Le 18 juillet, le nouveau chancelier allemand Friedrich Merz s’est soumis à l’exercice d’une première conférence de presse — après dix semaines à son poste et alors qu’il lui en reste 190 pour mettre en œuvre le programme de coalition.
Elle a été l’occasion de dresser un premier bilan de son action, marquée surtout par une forte baisse des impôts pour les entreprises et un net durcissement de la politique migratoire.
Ce dernier dossier est d’ailleurs le seul sur lequel Friedrich Merz ait évoqué la nécessité d’une politique européenne plus intégrée.

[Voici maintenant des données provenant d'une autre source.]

//! facefan-enroll: bind a guest's name to their face cluster via a selfie.
//!
//! ## Usage
//!
//! ```bash
//! facefan-enroll --selfie jane.jpg --name "Jane Doe" --phone +15550100
//! facefan-enroll --status        # enrollment summary as JSON
//! ```

use anyhow::Result;
use std::path::PathBuf;
use std::sync::Arc;

use facefan::analyzer::onnx::OnnxAnalyzer;
use facefan::cloud::CloudManager;
use facefan::config::Config;
use facefan::db::Store;
use facefan::enrollment::{self, EnrollError, EnrollRequest};
use facefan::logging;

struct Args {
    config_path: Option<PathBuf>,
    selfie: Option<PathBuf>,
    name: Option<String>,
    phone: Option<String>,
    email: Option<String>,
    consent: bool,
    status: bool,
}

fn parse_args() -> Args {
    let argv: Vec<String> = std::env::args().collect();
    let mut args = Args {
        config_path: None,
        selfie: None,
        name: None,
        phone: None,
        email: None,
        consent: true,
        status: false,
    };

    let mut i = 1;
    while i < argv.len() {
        match argv[i].as_str() {
            "--config" | "-c" => {
                if i + 1 < argv.len() {
                    args.config_path = Some(PathBuf::from(&argv[i + 1]));
                    i += 1;
                }
            }
            "--selfie" | "-s" => {
                if i + 1 < argv.len() {
                    args.selfie = Some(PathBuf::from(&argv[i + 1]));
                    i += 1;
                }
            }
            "--name" => {
                if i + 1 < argv.len() {
                    args.name = Some(argv[i + 1].clone());
                    i += 1;
                }
            }
            "--phone" => {
                if i + 1 < argv.len() {
                    args.phone = Some(argv[i + 1].clone());
                    i += 1;
                }
            }
            "--email" => {
                if i + 1 < argv.len() {
                    args.email = Some(argv[i + 1].clone());
                    i += 1;
                }
            }
            "--no-consent" => {
                args.consent = false;
            }
            "--status" => {
                args.status = true;
            }
            "--help" | "-h" => {
                print_help();
                std::process::exit(0);
            }
            other => {
                eprintln!("Unknown argument: {other}");
                print_help();
                std::process::exit(1);
            }
        }
        i += 1;
    }

    args
}

fn print_help() {
    println!(
        r#"facefan-enroll - register a guest against their face cluster

USAGE:
    facefan-enroll --selfie PATH --name NAME [OPTIONS]
    facefan-enroll --status

OPTIONS:
    --selfie, -s PATH   Selfie image to match against the clusters
    --name NAME         Guest's display name
    --phone PHONE       Optional phone number
    --email EMAIL       Optional email address
    --no-consent        Record that consent was NOT given
    --status            Print the enrollment summary as JSON and exit
    --config, -c PATH   Path to config file
    --help, -h          Show this help message"#
    );
}

fn print_status(store: &Store) -> Result<()> {
    let status = enrollment::enrollment_status(store)?;
    let value = serde_json::json!({
        "total_persons": status.total_persons,
        "total_enrolled": status.total_enrolled,
        "pending_enrollment": status.pending_enrollment,
        "enrollments": status.enrollments.iter().map(|e| serde_json::json!({
            "id": e.id,
            "person_id": e.person_id,
            "user_name": e.user_name,
            "phone": e.phone,
            "email": e.email,
            "match_confidence": e.match_confidence,
            "enrolled_at": e.created_at,
        })).collect::<Vec<_>>(),
    });
    println!("{}", serde_json::to_string_pretty(&value)?);
    Ok(())
}

fn main() -> Result<()> {
    let args = parse_args();

    logging::init_stderr()?;

    let config = match &args.config_path {
        Some(path) => Config::load_from(path)?,
        None => Config::load()?,
    };
    let store = Store::open(&config.database.path)?;

    if args.status {
        return print_status(&store);
    }

    let (Some(selfie), Some(name)) = (args.selfie, args.name) else {
        eprintln!("--selfie and --name are required");
        print_help();
        std::process::exit(1);
    };

    // The remote backend is deployment-provided; enrollment still renames
    // the local tree, the store and the queued uploads without one.
    let cloud = Arc::new(CloudManager::disabled());

    let mut analyzer = OnnxAnalyzer::new()?;
    let request = EnrollRequest {
        selfie_path: selfie,
        user_name: name,
        phone: args.phone,
        email: args.email,
        consent_given: args.consent,
    };

    match enrollment::enroll_user(&store, &mut analyzer, &cloud, &config, &request) {
        Ok(enrolled) => {
            println!(
                "Enrolled {} as {} (confidence {:.1}%)",
                request.user_name,
                enrolled.person_name,
                enrolled.match_confidence * 100.0
            );
            println!("Photos: {}", enrolled.solo_dir.parent().unwrap_or(&enrolled.solo_dir).display());
            Ok(())
        }
        Err(EnrollError::NoFace) => {
            eprintln!("No face detected in the selfie. Please use a clear photo of your face.");
            std::process::exit(2);
        }
        Err(EnrollError::NoMatch { best_confidence }) => {
            eprintln!(
                "No confident match yet (best {:.1}%). Event photos may still be processing.",
                best_confidence * 100.0
            );
            std::process::exit(3);
        }
        Err(EnrollError::AlreadyEnrolled { user_name }) => {
            eprintln!("This face cluster is already enrolled under: {user_name}");
            std::process::exit(4);
        }
        Err(e) => Err(e.into()),
    }
}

Que retenir de cette prise de parole et comment la comprendre ?
Nous traduisons et commentons ligne à ligne son propos liminaire.
Madame Welty, Mesdames et Messieurs, je vous remercie sincèrement de m’avoir invité à me joindre à vous aujourd’hui pour la première fois dans cette fonction.

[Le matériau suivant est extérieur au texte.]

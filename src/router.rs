//! Fan-out of processed photos into the per-person folder tree.
//!
//! Solo: exactly one person in the photo. Group: two or more, one copy per
//! person. Zero faces land in `Admin/NoFaces`, broken inputs in
//! `Admin/Errors`. Local folders are created synchronously; the matching
//! remote folders are ensured on a detached thread so network retries never
//! stall a worker.

use anyhow::{Context, Result};
use std::collections::BTreeMap;
use std::collections::BTreeSet;
use std::path::{Path, PathBuf};
use std::sync::Arc;
use tracing::{debug, error, info, warn};
use walkdir::WalkDir;

use crate::cloud::CloudManager;
use crate::config::Config;
use crate::db::Store;

/// Ensure `People/<name>/Solo` and `.../Group` exist for a person, locally
/// and (asynchronously) on the remote. Returns (solo_dir, group_dir).
pub fn ensure_person_folders(
    store: &Store,
    cloud: &Arc<CloudManager>,
    person_id: i64,
    config: &Config,
) -> Result<(PathBuf, PathBuf)> {
    let person_name = store
        .person_by_id(person_id)?
        .map(|p| p.name)
        .unwrap_or_else(|| format!("Person_{person_id:03}"));

    let person_dir = config.people_dir().join(&person_name);
    let solo_dir = person_dir.join("Solo");
    let group_dir = person_dir.join("Group");

    if config.routing.dry_run {
        info!(person = %person_name, "[dry run] would create person folders");
        return Ok((solo_dir, group_dir));
    }

    std::fs::create_dir_all(&solo_dir)
        .with_context(|| format!("failed to create {solo_dir:?}"))?;
    std::fs::create_dir_all(&group_dir)
        .with_context(|| format!("failed to create {group_dir:?}"))?;

    // Remote folder stubs must not block the worker; cloud retries can take
    // tens of seconds on flaky networks.
    if cloud.is_enabled() {
        let cloud = cloud.clone();
        let name = person_name.clone();
        std::thread::Builder::new()
            .name(format!("remote-folders-{name}"))
            .spawn(move || {
                for leaf in ["Solo", "Group"] {
                    if let Err(e) = cloud.ensure_folder_path(&["People", &name, leaf]) {
                        warn!(person = %name, leaf, error = %e, "remote folder ensure failed");
                        return;
                    }
                }
                debug!(person = %name, "remote folders ensured");
            })
            .ok();
    }

    Ok((solo_dir, group_dir))
}

/// Hardlink (when allowed) or copy `src` to `dst`. An existing destination
/// counts as already routed.
pub fn copy_or_link(src: &Path, dst: &Path, use_hardlinks: bool, dry_run: bool) -> Result<()> {
    if dry_run {
        info!(?src, ?dst, "[dry run] would copy");
        return Ok(());
    }

    if let Some(parent) = dst.parent() {
        std::fs::create_dir_all(parent)?;
    }

    if dst.exists() {
        debug!(?dst, "destination already exists");
        return Ok(());
    }

    if use_hardlinks {
        match std::fs::hard_link(src, dst) {
            Ok(()) => {
                debug!(?src, ?dst, "hardlinked");
                return Ok(());
            }
            // Cross-device or unsupported filesystem: fall through to copy
            Err(e) => debug!(?src, ?dst, error = %e, "hardlink failed, copying"),
        }
    }

    std::fs::copy(src, dst).with_context(|| format!("failed to copy {src:?} -> {dst:?}"))?;
    debug!(?src, ?dst, "copied");
    Ok(())
}

/// Move a file into `dst_folder`, suffixing `_1`, `_2`, ... on name clashes.
/// Returns the final destination.
pub fn move_to_folder(src: &Path, dst_folder: &Path, dry_run: bool) -> Result<PathBuf> {
    let name = src
        .file_name()
        .with_context(|| format!("{src:?} has no file name"))?;
    let mut dst = dst_folder.join(name);

    if dry_run {
        info!(?src, ?dst, "[dry run] would move");
        return Ok(dst);
    }

    std::fs::create_dir_all(dst_folder)?;

    if dst.exists() {
        let stem = src.file_stem().unwrap_or_default().to_string_lossy().to_string();
        let ext = src
            .extension()
            .map(|e| format!(".{}", e.to_string_lossy()))
            .unwrap_or_default();
        let mut counter = 1;
        while dst.exists() {
            dst = dst_folder.join(format!("{stem}_{counter}{ext}"));
            counter += 1;
        }
    }

    // Rename first; fall back to copy+remove across filesystems
    if std::fs::rename(src, &dst).is_err() {
        std::fs::copy(src, &dst).with_context(|| format!("failed to move {src:?} -> {dst:?}"))?;
        std::fs::remove_file(src)?;
    }
    debug!(?src, ?dst, "moved");
    Ok(dst)
}

/// Fan a processed photo out to its persons' folders.
///
/// Zero persons moves the file to `Admin/NoFaces`. One person routes into
/// `Solo`, several into each person's `Group`. Folder creation failures are
/// fatal; individual copy failures only cost that destination. Returns the
/// local destinations actually realized.
pub fn route_photo(
    store: &Store,
    cloud: &Arc<CloudManager>,
    photo_id: i64,
    processed_path: &Path,
    person_ids: &[i64],
    config: &Config,
) -> Result<Vec<PathBuf>> {
    let unique: BTreeSet<i64> = person_ids.iter().copied().collect();
    let file_name = format!("{photo_id:06}.jpg");
    let mut routed = Vec::new();

    if unique.is_empty() {
        let dst = move_to_folder(processed_path, &config.no_faces_dir(), config.routing.dry_run)?;
        info!(photo_id, ?dst, "no persons, moved to NoFaces");
        routed.push(dst);
        return Ok(routed);
    }

    if unique.len() == 1 {
        let Some(&person_id) = unique.iter().next() else {
            return Ok(routed);
        };
        let (solo_dir, _) = ensure_person_folders(store, cloud, person_id, config)?;
        let dst = solo_dir.join(&file_name);
        match copy_or_link(processed_path, &dst, config.routing.use_hardlinks, config.routing.dry_run) {
            Ok(()) => routed.push(dst),
            Err(e) => error!(photo_id, person_id, error = %e, "solo routing failed"),
        }
    } else {
        for &person_id in &unique {
            let (_, group_dir) = ensure_person_folders(store, cloud, person_id, config)?;
            let dst = group_dir.join(&file_name);
            match copy_or_link(processed_path, &dst, config.routing.use_hardlinks, config.routing.dry_run) {
                Ok(()) => routed.push(dst),
                Err(e) => error!(photo_id, person_id, error = %e, "group routing failed"),
            }
        }
        debug!(photo_id, persons = unique.len(), routed = routed.len(), "group fan-out");
    }

    Ok(routed)
}

/// Move a failed original into `Admin/Errors`.
pub fn route_to_errors(original_path: &Path, config: &Config) -> Result<PathBuf> {
    move_to_folder(original_path, &config.errors_dir(), config.routing.dry_run)
}

/// Per-person file counts for the progress snapshot.
#[derive(Debug, Clone, Default, PartialEq, Eq)]
pub struct PersonFolderCounts {
    pub solo: usize,
    pub group: usize,
    pub enrolled: bool,
}

#[derive(Debug, Clone, Default)]
pub struct RoutingSummary {
    pub processed_count: usize,
    pub no_faces_count: usize,
    pub errors_count: usize,
    pub persons: BTreeMap<String, PersonFolderCounts>,
}

fn count_files(dir: &Path) -> usize {
    if !dir.exists() {
        return 0;
    }
    WalkDir::new(dir)
        .max_depth(1)
        .into_iter()
        .filter_map(|entry| entry.ok())
        .filter(|entry| entry.file_type().is_file())
        .count()
}

/// Count files in each routing destination.
pub fn routing_summary(config: &Config) -> RoutingSummary {
    let mut summary = RoutingSummary {
        no_faces_count: count_files(&config.no_faces_dir()),
        errors_count: count_files(&config.errors_dir()),
        ..Default::default()
    };

    // Processed images, not counting thumbnail siblings
    let processed_dir = config.processed_dir();
    if processed_dir.exists() {
        summary.processed_count = WalkDir::new(&processed_dir)
            .max_depth(1)
            .into_iter()
            .filter_map(|entry| entry.ok())
            .filter(|entry| entry.file_type().is_file())
            .filter(|entry| {
                !entry
                    .path()
                    .file_stem()
                    .map(|stem| stem.to_string_lossy().ends_with("_thumb"))
                    .unwrap_or(false)
            })
            .count();
    }

    let people_dir = config.people_dir();
    if people_dir.exists() {
        for entry in WalkDir::new(&people_dir).min_depth(1).max_depth(1) {
            let Ok(entry) = entry else { continue };
            if !entry.file_type().is_dir() {
                continue;
            }
            let name = entry.file_name().to_string_lossy().to_string();
            let counts = PersonFolderCounts {
                solo: count_files(&entry.path().join("Solo")),
                group: count_files(&entry.path().join("Group")),
                enrolled: !name.starts_with("Person_"),
            };
            summary.persons.insert(name, counts);
        }
    }

    summary
}

#[cfg(test)]
mod tests {
    use super::*;
    use tempfile::TempDir;

    fn setup() -> (TempDir, Config, Store, Arc<CloudManager>) {
        let dir = TempDir::new().unwrap();
        let mut config = Config::default();
        config.event_root = dir.path().join("event");
        config.database.path = dir.path().join("test.db");
        config.ensure_directories().unwrap();
        let store = Store::open(&config.database.path).unwrap();
        let cloud = Arc::new(CloudManager::disabled());
        (dir, config, store, cloud)
    }

    fn add_person(store: &Store, name: &str) -> i64 {
        store
            .with_tx(|tx| tx.create_person(name, &[1.0, 0.0]))
            .unwrap()
    }

    fn processed_file(config: &Config, photo_id: i64) -> PathBuf {
        let path = config.processed_dir().join(format!("{photo_id:06}.jpg"));
        std::fs::write(&path, b"jpeg-bytes").unwrap();
        path
    }

    #[test]
    fn solo_photo_lands_in_solo_folder() {
        let (_dir, config, store, cloud) = setup();
        let person = add_person(&store, "Person_001");
        let processed = processed_file(&config, 1);

        let routed = route_photo(&store, &cloud, 1, &processed, &[person], &config).unwrap();
        let expected = config.people_dir().join("Person_001").join("Solo").join("000001.jpg");
        assert_eq!(routed, vec![expected.clone()]);
        assert!(expected.exists());
        // No group file for a solo photo
        assert!(!config.people_dir().join("Person_001").join("Group").join("000001.jpg").exists());
    }

    #[test]
    fn group_photo_fans_out_to_every_person() {
        let (_dir, config, store, cloud) = setup();
        let alice = add_person(&store, "Person_001");
        let bob = add_person(&store, "Person_002");
        let processed = processed_file(&config, 2);

        // Duplicate ids collapse to the unique person set
        let routed =
            route_photo(&store, &cloud, 2, &processed, &[alice, bob, alice], &config).unwrap();
        assert_eq!(routed.len(), 2);
        for name in ["Person_001", "Person_002"] {
            assert!(config.people_dir().join(name).join("Group").join("000002.jpg").exists());
            assert!(!config.people_dir().join(name).join("Solo").join("000002.jpg").exists());
        }
    }

    #[test]
    fn zero_persons_moves_to_no_faces() {
        let (_dir, config, store, cloud) = setup();
        let processed = processed_file(&config, 3);

        let routed = route_photo(&store, &cloud, 3, &processed, &[], &config).unwrap();
        assert_eq!(routed, vec![config.no_faces_dir().join("000003.jpg")]);
        assert!(!processed.exists());
        assert!(config.no_faces_dir().join("000003.jpg").exists());
    }

    #[test]
    fn routed_file_matches_source_content() {
        let (_dir, config, store, cloud) = setup();
        let person = add_person(&store, "Person_001");
        let processed = processed_file(&config, 4);

        let routed = route_photo(&store, &cloud, 4, &processed, &[person], &config).unwrap();
        assert_eq!(std::fs::read(&routed[0]).unwrap(), b"jpeg-bytes");
        // Source stays in Processed/ for copy-or-link routing
        assert!(processed.exists());
    }

    #[test]
    fn existing_destination_counts_as_routed() {
        let (_dir, config, store, cloud) = setup();
        let person = add_person(&store, "Person_001");
        let processed = processed_file(&config, 5);

        let first = route_photo(&store, &cloud, 5, &processed, &[person], &config).unwrap();
        let second = route_photo(&store, &cloud, 5, &processed, &[person], &config).unwrap();
        assert_eq!(first, second);
        assert!(first[0].exists());
    }

    #[test]
    fn move_to_folder_suffixes_on_clash() {
        let (dir, config, _store, _cloud) = setup();
        let src_a = dir.path().join("photo.jpg");
        let src_b = dir.path().join("other").join("photo.jpg");
        std::fs::create_dir_all(src_b.parent().unwrap()).unwrap();
        std::fs::write(&src_a, b"a").unwrap();
        std::fs::write(&src_b, b"b").unwrap();

        let first = move_to_folder(&src_a, &config.errors_dir(), false).unwrap();
        let second = move_to_folder(&src_b, &config.errors_dir(), false).unwrap();
        assert_eq!(first.file_name().unwrap(), "photo.jpg");
        assert_eq!(second.file_name().unwrap(), "photo_1.jpg");
        assert_eq!(std::fs::read(second).unwrap(), b"b");
    }

    #[test]
    fn dry_run_routes_nothing() {
        let (_dir, mut config, store, cloud) = setup();
        config.routing.dry_run = true;
        let person = add_person(&store, "Person_001");
        let processed = processed_file(&config, 6);

        let routed = route_photo(&store, &cloud, 6, &processed, &[person], &config).unwrap();
        assert_eq!(routed.len(), 1);
        assert!(!routed[0].exists());
        assert!(processed.exists());
    }

    #[test]
    fn unknown_person_gets_fallback_folder_name() {
        let (_dir, config, store, cloud) = setup();
        let (solo, _) = ensure_person_folders(&store, &cloud, 42, &config).unwrap();
        assert!(solo.ends_with(Path::new("Person_042").join("Solo")));
        assert!(solo.exists());
    }

    #[test]
    fn summary_counts_tree_contents() {
        let (_dir, config, store, cloud) = setup();
        let alice = add_person(&store, "Person_001");
        let jane = add_person(&store, "Jane_Doe");

        let p1 = processed_file(&config, 1);
        route_photo(&store, &cloud, 1, &p1, &[alice], &config).unwrap();
        let p2 = processed_file(&config, 2);
        route_photo(&store, &cloud, 2, &p2, &[alice, jane], &config).unwrap();
        let p3 = processed_file(&config, 3);
        route_photo(&store, &cloud, 3, &p3, &[], &config).unwrap();
        // Thumbnails are not counted as processed photos
        std::fs::write(config.processed_dir().join("000001_thumb.jpg"), b"t").unwrap();

        let summary = routing_summary(&config);
        assert_eq!(summary.processed_count, 2); // photo 3 moved to NoFaces
        assert_eq!(summary.no_faces_count, 1);
        assert_eq!(summary.errors_count, 0);
        assert_eq!(
            summary.persons.get("Person_001"),
            Some(&PersonFolderCounts { solo: 1, group: 1, enrolled: false })
        );
        assert_eq!(
            summary.persons.get("Jane_Doe"),
            Some(&PersonFolderCounts { solo: 0, group: 1, enrolled: true })
        );
    }
}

Ute Welty est une journaliste allemande de l’ARD qui présidait ce jour-là la Bundespressekonferenz, la conférence de presse fédérale. Il s’agit d’une association rassemblant 900 journalistes qui invite les dirigeants allemands à tenir des conférences de presse — un exercice auquel le chancelier allemand se soumet régulièrement.

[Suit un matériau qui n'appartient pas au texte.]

impl CloudManager {
    pub fn new(
        backend: Arc<dyn RemoteStore>,
        root_folder_id: Option<String>,
        dry_run: bool,
    ) -> Self {
        Self {
            backend: Some(backend),
            root_folder_id,
            dry_run,
            folder_cache: Mutex::new(HashMap::new()),
            path_locks: PathLocks::new(),
        }
    }

    /// A manager with no backend: every operation is a cheap no-op.
    pub fn disabled() -> Self {
        Self {
            backend: None,
            root_folder_id: None,
            dry_run: false,
            folder_cache: Mutex::new(HashMap::new()),
            path_locks: PathLocks::new(),
        }
    }

    pub fn is_enabled(&self) -> bool {
        self.backend.is_some()
    }

    /// Retry transient failures with doubling delay; fatal errors surface
    /// immediately.
    fn with_retry<T>(
        &self,
        what: &str,
        op: impl Fn(&dyn RemoteStore) -> Result<T, RemoteError>,
    ) -> Result<T, RemoteError> {
        let backend = self
            .backend
            .as_deref()
            .ok_or_else(|| RemoteError::Fatal("remote store not configured".into()))?;

        let mut delay = RETRY_INITIAL_DELAY;
        let mut last = None;
        for attempt in 1..=REMOTE_RETRIES {
            match op(backend) {
                Ok(value) => return Ok(value),
                Err(e @ RemoteError::Fatal(_)) => {
                    error!(op = what, error = %e, "non-retryable remote error");
                    return Err(e);
                }
                Err(e) => {
                    if attempt < REMOTE_RETRIES {
                        warn!(op = what, attempt, error = %e, "remote call failed, retrying in {:?}", delay);
                        std::thread::sleep(delay);
                        delay = (delay * 2).min(RETRY_MAX_DELAY);
                    } else {
                        error!(op = what, error = %e, "remote call failed after {} attempts", REMOTE_RETRIES);
                    }
                    last = Some(e);
                }
            }
        }
        Err(last.unwrap_or_else(|| RemoteError::Transient("remote call never ran".into())))
    }

    fn cached(&self, key: &str) -> Option<String> {
        self.folder_cache.lock().unwrap().get(key).cloned()
    }

    /// Ensure the folder hierarchy `parts` exists remotely and return the id
    /// of the final folder. Returns `Ok(None)` when the remote is disabled
    /// or in dry-run mode.
    pub fn ensure_folder_path(&self, parts: &[&str]) -> Result<Option<String>, RemoteError> {
        if !self.is_enabled() {
            return Ok(None);
        }
        if self.dry_run {
            info!(path = parts.join("/"), "[dry run] would ensure remote folder");
            return Ok(None);
        }

        let mut parent_id = self.root_folder_id.clone();
        let mut path_key = String::new();

        for part in parts {
            path_key = if path_key.is_empty() {
                (*part).to_string()
            } else {
                format!("{path_key}/{part}")
            };

            if let Some(id) = self.cached(&path_key) {
                parent_id = Some(id);
                continue;
            }

            if !self.path_locks.acquire(&path_key, PATH_LOCK_TIMEOUT) {
                return Err(RemoteError::Transient(format!(
                    "timed out waiting for folder lock on {path_key}"
                )));
            }
            let ensured = (|| {
                // Another thread may have resolved this level while we waited
                if let Some(id) = self.cached(&path_key) {
                    return Ok(id);
                }
                let parent = parent_id.as_deref();
                let found = self.with_retry("find_folder", |b| b.find_folder(part, parent))?;
                let id = match found {
                    Some(id) => id,
                    None => {
                        let id = self.with_retry("create_folder", |b| b.create_folder(part, parent))?;
                        debug!(folder = %part, id = %id, "created remote folder");
                        id
                    }
                };
                self.folder_cache.lock().unwrap().insert(path_key.clone(), id.clone());
                Ok(id)
            })();
            self.path_locks.release(&path_key);

            parent_id = Some(ensured?);
        }

        Ok(parent_id)
    }

    /// Rename a folder found by name under `parent_parts`. Returns false
    /// when the folder does not exist remotely.
    pub fn rename_folder(
        &self,
        old_name: &str,
        new_name: &str,
        parent_parts: &[&str],
    ) -> Result<bool, RemoteError> {
        if !self.is_enabled() {
            return Ok(false);
        }
        if self.dry_run {
            info!(old = old_name, new = new_name, "[dry run] would rename remote folder");
            return Ok(true);
        }

        let parent_id = self.ensure_folder_path(parent_parts)?;
        let folder_id =
            self.with_retry("find_folder", |b| b.find_folder(old_name, parent_id.as_deref()))?;
        let folder_id = match folder_id {
            Some(id) => id,
            None => {
                warn!(folder = old_name, "remote folder not found for rename");
                return Ok(false);
            }
        };

        self.with_retry("rename_folder", |b| b.rename_folder(&folder_id, new_name))?;
        info!(old = old_name, new = new_name, id = %folder_id, "renamed remote folder");

        // Drop every cache entry referencing the old name, then re-cache the
        // renamed folder under its new path.
        let mut cache = self.folder_cache.lock().unwrap();
        cache.retain(|key, _| !key.split('/').any(|segment| segment == old_name));
        let mut new_key: Vec<&str> = parent_parts.to_vec();
        new_key.push(new_name);
        cache.insert(new_key.join("/"), folder_id);

        Ok(true)
    }

    /// Mirror `local_path` into the remote tree, relative to `relative_to`.
    /// Already-present objects (same name in the same folder) are skipped.
    pub fn upload_file(&self, local_path: &Path, relative_to: &Path) -> Result<(), RemoteError> {
        if !self.is_enabled() {
            return Err(RemoteError::Fatal("remote store not configured".into()));
        }
        if self.dry_run {
            info!(path = ?local_path, "[dry run] would upload");
            return Ok(());
        }

        let relative = local_path.strip_prefix(relative_to).map_err(|_| {
            RemoteError::Fatal(format!(
                "{local_path:?} is not under the mirror root {relative_to:?}"
            ))
        })?;
        let folder_parts: Vec<&str> = relative
            .parent()
            .map(|p| p.iter().filter_map(|c| c.to_str()).collect())
            .unwrap_or_default();
        let file_name = local_path
            .file_name()
            .and_then(|n| n.to_str())
            .ok_or_else(|| RemoteError::Fatal(format!("{local_path:?} has no file name")))?;

        let parent_id = self
            .ensure_folder_path(&folder_parts)?
            .ok_or_else(|| RemoteError::Fatal("remote folder ensure returned nothing".into()))?;

        let existing =
            self.with_retry("find_folder", |b| b.find_folder(file_name, Some(&parent_id)))?;
        if existing.is_some() {
            debug!(name = file_name, "already mirrored, skipping");
            return Ok(());
        }

        let id = self.with_retry("upload_file", |b| b.upload_file(local_path, &parent_id))?;
        info!(name = file_name, id = %id, "uploaded");
        Ok(())
    }

    /// Set anyone-with-the-link read access on a folder.
    pub fn share_folder_publicly(&self, folder_id: &str) -> Result<(), RemoteError> {
        if !self.is_enabled() {
            return Ok(());
        }
        if self.dry_run {
            info!(folder_id, "[dry run] would grant public read");
            return Ok(());
        }
        self.with_retry("grant_public_read", |b| b.grant_public_read(folder_id))?;
        info!(folder_id, "granted public read");
        Ok(())
    }

    /// Refresh the backend between upload batches.
    pub fn rebuild(&self) {
        if !self.is_enabled() || self.dry_run {
            return;
        }
        if let Err(e) = self.with_retry("rebuild", |b| b.rebuild()) {
            warn!(error = %e, "remote client rebuild failed");
        }
    }
}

Je me réjouis que nous puissions revenir ensemble sur les dix dernières semaines de mon mandat et peut-être aussi nous projeter vers les 190 semaines à venir, durée pour laquelle le gouvernement fédéral actuel a été élu.
En Allemagne une législature dure quatre ans. En règle générale, le gouvernement en place couvre l’ensemble de cette période.
Permettez-moi de commencer par quelques remarques générales.
Nous sommes en fonction depuis le 6 mai.
Dès le premier jour, nous avons été confrontés à toute une série de défis majeurs en matière de politique intérieure et étrangère. Ces défis sont de taille — nous n’en faisons pas mystère. Cela vaut pour la politique de sécurité. Cela vaut pour notre budget. Cela vaut pour bien d’autres questions. Mais je suis convaincu que la République fédérale d’Allemagne, notre pays, est suffisamment forte pour relever ces défis par ses propres moyens.
Il ne faut pas s’y tromper : le gouvernement Merz mène avant tout une politique de Germany First et le fait que les moyens de l’Allemagne soient mobilisés d’abord pour redresser le pays lui-même risque fort de rendre les ambitions communes européennes plus difficiles à financer — même si l’Allemagne elle-même a rompu avec les dogmes austéritaires.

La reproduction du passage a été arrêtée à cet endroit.